Records for the exercise:
..............................
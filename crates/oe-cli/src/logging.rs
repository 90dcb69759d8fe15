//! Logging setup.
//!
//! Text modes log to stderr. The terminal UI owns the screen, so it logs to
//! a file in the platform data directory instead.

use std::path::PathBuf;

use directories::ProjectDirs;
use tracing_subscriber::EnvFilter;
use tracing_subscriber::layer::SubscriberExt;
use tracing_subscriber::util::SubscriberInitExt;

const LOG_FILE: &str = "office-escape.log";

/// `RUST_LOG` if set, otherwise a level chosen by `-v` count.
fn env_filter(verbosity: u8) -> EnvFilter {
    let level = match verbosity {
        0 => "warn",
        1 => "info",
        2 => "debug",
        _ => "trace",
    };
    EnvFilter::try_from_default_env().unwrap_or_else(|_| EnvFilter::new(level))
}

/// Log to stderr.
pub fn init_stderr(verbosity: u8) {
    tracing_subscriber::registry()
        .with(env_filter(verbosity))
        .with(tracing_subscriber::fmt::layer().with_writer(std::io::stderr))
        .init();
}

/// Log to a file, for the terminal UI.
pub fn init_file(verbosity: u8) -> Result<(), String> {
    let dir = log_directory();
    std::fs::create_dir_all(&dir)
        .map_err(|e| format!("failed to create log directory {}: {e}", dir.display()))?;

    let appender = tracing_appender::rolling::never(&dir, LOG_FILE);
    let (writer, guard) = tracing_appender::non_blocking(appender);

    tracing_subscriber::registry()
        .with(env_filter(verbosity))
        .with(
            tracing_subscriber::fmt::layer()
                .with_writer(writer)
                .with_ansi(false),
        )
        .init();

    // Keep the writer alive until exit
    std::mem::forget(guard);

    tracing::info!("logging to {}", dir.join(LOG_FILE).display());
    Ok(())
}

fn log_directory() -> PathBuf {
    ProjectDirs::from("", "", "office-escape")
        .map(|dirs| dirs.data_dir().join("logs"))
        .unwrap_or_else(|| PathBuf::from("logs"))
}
..............................
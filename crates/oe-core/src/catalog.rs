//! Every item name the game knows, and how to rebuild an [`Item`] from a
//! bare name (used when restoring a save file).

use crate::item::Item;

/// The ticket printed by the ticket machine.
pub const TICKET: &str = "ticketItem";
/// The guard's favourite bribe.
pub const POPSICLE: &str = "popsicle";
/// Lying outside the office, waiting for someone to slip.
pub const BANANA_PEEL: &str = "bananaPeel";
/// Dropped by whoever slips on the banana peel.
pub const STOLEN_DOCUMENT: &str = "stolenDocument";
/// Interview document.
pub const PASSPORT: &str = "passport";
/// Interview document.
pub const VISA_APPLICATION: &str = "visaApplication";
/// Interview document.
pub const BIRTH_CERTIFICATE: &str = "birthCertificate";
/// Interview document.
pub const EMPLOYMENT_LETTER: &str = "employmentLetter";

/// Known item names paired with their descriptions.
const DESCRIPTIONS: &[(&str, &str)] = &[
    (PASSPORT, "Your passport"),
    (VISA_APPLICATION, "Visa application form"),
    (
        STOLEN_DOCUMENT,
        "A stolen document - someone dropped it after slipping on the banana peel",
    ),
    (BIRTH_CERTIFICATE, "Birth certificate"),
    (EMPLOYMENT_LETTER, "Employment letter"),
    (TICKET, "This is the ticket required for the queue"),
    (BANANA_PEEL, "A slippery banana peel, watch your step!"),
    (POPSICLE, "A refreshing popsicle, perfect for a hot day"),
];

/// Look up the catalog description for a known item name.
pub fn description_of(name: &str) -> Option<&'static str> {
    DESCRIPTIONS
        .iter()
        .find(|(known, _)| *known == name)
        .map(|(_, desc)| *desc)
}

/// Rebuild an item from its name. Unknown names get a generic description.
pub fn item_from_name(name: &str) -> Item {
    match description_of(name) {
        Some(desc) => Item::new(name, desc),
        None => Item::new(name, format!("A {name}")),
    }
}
..............................
Problem to solve:
What you give back should be exactly the lines of the data above from the line with "use directories::ProjectDirs;" through the line with "const LOG_FILE: &str", both of those included, and nothing more.

Result:
use directories::ProjectDirs;
use tracing_subscriber::EnvFilter;
use tracing_subscriber::layer::SubscriberExt;
use tracing_subscriber::util::SubscriberInitExt;

const LOG_FILE: &str = "office-escape.log";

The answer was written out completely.